(Collected data)
BEGIN
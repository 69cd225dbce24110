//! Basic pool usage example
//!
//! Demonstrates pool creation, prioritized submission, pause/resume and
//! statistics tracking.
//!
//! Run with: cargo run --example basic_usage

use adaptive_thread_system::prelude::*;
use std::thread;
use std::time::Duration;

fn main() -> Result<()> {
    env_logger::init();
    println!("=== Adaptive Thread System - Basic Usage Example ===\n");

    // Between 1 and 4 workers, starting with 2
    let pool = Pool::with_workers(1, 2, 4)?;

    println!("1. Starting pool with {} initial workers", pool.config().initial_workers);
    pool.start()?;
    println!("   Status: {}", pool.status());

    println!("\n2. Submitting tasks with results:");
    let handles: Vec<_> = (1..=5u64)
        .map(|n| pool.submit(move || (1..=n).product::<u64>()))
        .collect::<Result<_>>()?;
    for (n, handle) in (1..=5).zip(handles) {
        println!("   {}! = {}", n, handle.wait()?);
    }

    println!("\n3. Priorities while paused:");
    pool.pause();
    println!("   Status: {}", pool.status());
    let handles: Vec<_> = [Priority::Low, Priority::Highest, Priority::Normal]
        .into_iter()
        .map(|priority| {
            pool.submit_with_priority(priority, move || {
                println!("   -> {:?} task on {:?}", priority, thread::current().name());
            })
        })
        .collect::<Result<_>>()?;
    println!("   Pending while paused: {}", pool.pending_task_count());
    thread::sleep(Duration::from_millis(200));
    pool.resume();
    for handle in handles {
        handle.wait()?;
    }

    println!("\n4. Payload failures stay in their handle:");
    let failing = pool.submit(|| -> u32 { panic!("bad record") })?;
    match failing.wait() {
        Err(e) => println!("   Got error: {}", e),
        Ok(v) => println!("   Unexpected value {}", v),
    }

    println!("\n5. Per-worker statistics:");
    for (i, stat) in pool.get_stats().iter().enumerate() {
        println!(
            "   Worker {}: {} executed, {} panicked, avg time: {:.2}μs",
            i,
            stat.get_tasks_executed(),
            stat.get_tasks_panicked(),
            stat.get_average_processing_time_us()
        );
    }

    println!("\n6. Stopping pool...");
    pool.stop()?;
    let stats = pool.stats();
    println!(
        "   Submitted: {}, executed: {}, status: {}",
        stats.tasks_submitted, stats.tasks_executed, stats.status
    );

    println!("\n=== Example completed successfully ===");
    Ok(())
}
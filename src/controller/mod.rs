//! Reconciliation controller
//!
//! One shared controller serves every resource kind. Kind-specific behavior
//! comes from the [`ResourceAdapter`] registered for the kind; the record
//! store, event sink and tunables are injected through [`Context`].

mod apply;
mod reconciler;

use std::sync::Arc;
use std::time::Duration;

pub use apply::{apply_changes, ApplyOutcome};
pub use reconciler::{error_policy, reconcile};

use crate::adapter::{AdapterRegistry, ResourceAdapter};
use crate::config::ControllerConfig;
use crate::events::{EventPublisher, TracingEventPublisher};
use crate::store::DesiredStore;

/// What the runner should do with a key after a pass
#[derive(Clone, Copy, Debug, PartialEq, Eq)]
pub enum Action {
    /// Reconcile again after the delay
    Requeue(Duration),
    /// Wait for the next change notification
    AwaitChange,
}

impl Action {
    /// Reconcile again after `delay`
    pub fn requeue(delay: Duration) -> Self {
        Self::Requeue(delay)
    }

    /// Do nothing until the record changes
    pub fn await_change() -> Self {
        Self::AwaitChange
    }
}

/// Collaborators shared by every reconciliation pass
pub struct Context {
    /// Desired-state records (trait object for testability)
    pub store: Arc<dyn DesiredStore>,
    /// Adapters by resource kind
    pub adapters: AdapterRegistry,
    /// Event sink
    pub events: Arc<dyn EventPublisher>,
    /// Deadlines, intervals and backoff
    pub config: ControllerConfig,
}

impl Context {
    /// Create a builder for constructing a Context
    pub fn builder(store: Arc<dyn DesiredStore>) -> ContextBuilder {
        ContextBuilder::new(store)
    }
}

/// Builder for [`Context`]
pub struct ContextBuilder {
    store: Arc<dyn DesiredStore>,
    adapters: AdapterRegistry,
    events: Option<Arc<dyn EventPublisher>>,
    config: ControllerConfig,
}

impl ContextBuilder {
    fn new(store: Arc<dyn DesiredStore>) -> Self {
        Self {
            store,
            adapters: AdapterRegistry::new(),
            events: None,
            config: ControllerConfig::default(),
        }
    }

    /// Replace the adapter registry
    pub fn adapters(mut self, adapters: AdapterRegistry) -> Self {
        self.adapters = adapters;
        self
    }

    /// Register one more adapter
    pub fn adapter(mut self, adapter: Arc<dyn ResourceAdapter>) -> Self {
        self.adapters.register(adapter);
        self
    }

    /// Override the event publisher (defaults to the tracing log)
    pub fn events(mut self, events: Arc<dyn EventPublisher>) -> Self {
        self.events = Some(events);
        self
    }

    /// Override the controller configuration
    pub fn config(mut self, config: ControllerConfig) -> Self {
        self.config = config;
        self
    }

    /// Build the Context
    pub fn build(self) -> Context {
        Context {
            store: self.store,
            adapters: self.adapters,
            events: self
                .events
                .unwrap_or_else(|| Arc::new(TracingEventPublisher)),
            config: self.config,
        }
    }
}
END
BEGIN
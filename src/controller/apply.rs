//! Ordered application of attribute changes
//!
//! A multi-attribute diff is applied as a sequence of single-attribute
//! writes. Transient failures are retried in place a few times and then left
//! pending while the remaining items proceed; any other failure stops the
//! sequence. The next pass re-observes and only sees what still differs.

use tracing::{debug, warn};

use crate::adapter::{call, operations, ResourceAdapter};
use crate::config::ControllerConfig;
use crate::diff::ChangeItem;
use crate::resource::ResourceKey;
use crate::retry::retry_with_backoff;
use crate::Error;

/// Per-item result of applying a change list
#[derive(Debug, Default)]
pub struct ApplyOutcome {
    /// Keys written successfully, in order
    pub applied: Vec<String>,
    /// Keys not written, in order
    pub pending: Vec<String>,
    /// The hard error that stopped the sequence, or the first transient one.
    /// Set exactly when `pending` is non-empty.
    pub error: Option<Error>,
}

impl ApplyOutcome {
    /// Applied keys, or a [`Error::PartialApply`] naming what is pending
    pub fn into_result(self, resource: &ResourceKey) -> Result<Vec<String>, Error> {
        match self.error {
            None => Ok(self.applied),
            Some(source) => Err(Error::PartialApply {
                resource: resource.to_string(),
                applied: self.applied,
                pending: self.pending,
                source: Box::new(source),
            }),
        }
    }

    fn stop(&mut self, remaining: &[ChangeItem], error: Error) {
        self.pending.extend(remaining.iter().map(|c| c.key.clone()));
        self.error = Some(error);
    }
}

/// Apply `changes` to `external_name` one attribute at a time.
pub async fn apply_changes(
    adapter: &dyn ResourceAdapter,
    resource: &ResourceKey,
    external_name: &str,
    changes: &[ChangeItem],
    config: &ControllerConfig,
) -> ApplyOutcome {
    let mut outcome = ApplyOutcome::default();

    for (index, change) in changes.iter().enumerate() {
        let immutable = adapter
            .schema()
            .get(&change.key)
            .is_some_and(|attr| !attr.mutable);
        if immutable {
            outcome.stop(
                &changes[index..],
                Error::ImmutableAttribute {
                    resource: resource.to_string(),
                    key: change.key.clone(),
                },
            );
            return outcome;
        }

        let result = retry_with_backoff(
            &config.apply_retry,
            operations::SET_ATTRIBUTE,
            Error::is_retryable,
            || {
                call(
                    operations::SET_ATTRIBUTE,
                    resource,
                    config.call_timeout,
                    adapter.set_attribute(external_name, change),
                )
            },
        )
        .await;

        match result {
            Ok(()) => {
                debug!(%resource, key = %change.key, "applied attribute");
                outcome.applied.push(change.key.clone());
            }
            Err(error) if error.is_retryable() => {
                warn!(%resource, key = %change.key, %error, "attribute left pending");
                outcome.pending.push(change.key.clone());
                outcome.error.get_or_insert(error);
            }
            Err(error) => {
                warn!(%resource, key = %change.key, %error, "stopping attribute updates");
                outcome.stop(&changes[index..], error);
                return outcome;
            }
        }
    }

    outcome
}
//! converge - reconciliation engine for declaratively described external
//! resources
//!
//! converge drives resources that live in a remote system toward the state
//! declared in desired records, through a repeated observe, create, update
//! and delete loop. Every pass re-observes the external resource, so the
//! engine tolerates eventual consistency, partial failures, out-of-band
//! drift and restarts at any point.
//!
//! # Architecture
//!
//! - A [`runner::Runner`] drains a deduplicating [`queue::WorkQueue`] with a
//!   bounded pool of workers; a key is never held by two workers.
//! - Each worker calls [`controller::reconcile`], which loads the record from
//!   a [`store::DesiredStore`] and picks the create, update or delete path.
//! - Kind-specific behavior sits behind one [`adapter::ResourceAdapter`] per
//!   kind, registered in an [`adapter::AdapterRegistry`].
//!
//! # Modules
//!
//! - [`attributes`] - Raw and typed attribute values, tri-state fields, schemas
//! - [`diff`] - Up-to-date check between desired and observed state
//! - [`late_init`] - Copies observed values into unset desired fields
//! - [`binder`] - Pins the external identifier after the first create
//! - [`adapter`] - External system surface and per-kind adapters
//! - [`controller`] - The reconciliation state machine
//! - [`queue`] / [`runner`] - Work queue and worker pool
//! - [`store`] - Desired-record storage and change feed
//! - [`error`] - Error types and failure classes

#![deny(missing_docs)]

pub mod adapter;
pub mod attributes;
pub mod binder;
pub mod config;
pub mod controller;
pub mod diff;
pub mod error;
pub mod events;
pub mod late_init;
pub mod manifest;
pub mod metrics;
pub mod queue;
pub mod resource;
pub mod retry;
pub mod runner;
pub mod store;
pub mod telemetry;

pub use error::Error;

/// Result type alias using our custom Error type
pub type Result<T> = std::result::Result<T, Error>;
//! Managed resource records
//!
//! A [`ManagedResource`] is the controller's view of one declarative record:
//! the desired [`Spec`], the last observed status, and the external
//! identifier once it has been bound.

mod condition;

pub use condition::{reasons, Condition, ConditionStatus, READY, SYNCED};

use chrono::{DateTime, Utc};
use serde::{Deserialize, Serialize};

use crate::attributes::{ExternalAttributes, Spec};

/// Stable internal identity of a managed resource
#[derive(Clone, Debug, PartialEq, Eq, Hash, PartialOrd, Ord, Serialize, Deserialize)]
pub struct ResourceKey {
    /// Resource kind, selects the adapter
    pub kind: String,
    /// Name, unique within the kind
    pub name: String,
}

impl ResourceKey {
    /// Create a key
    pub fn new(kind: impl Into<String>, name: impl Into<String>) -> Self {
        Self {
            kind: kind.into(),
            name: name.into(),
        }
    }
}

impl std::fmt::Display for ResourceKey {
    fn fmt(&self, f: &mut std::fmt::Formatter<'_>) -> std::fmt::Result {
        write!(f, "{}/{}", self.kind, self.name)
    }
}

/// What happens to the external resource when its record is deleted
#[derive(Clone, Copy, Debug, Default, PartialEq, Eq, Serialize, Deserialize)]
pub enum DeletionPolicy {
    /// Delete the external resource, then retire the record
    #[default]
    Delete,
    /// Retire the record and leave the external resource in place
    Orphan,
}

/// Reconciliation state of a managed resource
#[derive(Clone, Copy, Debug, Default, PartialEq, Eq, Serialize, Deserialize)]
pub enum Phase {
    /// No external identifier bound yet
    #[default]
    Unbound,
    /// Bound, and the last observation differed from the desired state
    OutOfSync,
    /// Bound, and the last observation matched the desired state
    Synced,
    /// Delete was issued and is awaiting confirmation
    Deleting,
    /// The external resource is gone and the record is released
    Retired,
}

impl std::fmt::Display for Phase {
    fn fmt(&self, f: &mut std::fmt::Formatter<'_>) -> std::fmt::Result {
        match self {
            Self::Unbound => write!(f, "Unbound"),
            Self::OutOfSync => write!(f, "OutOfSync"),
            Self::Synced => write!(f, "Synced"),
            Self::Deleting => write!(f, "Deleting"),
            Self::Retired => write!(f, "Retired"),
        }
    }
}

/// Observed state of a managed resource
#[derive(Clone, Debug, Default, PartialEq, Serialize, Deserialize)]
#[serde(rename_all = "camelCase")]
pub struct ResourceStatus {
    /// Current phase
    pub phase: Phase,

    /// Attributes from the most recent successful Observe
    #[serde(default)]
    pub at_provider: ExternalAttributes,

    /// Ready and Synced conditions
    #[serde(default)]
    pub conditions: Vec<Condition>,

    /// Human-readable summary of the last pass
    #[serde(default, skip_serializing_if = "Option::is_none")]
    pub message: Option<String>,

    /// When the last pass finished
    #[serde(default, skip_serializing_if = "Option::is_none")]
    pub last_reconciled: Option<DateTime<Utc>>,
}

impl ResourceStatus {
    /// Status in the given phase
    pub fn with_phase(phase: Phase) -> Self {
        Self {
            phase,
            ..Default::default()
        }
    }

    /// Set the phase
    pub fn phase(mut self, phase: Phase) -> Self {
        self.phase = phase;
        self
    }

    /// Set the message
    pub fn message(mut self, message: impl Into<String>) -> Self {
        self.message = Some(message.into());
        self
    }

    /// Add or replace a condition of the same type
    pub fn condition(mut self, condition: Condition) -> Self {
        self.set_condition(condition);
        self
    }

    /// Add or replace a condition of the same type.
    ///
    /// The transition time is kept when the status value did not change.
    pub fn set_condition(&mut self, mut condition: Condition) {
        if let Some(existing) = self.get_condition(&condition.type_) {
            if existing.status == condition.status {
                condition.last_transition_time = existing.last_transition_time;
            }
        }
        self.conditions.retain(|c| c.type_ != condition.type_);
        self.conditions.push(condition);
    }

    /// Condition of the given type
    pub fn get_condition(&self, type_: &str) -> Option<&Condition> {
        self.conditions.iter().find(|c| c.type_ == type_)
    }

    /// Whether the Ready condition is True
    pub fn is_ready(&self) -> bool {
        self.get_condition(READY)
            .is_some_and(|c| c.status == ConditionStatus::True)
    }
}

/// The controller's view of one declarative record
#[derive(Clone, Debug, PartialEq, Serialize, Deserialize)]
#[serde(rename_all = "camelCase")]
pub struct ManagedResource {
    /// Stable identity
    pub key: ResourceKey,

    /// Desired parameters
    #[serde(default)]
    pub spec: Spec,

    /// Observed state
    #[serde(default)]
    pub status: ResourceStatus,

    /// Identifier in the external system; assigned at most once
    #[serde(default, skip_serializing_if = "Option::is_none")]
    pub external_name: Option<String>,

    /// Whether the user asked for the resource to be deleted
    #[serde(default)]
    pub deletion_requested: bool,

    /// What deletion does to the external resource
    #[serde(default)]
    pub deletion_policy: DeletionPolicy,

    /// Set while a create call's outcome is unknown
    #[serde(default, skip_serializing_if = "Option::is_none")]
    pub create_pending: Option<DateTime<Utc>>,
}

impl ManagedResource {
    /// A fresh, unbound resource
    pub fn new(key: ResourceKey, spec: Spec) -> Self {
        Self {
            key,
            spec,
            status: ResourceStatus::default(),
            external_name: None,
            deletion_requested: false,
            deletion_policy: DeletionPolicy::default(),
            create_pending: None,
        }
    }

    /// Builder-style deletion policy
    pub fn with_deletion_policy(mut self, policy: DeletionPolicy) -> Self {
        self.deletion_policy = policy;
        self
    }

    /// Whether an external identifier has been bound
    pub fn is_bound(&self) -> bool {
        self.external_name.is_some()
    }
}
END
* **WORK TO BE COMPLETED**
Check each line of the records for the word "then", and show the lines that contain it.

* **RESULT BELOW**
//! writes. Transient failures are retried in place a few times and then left
    /// Delete the external resource, then retire the record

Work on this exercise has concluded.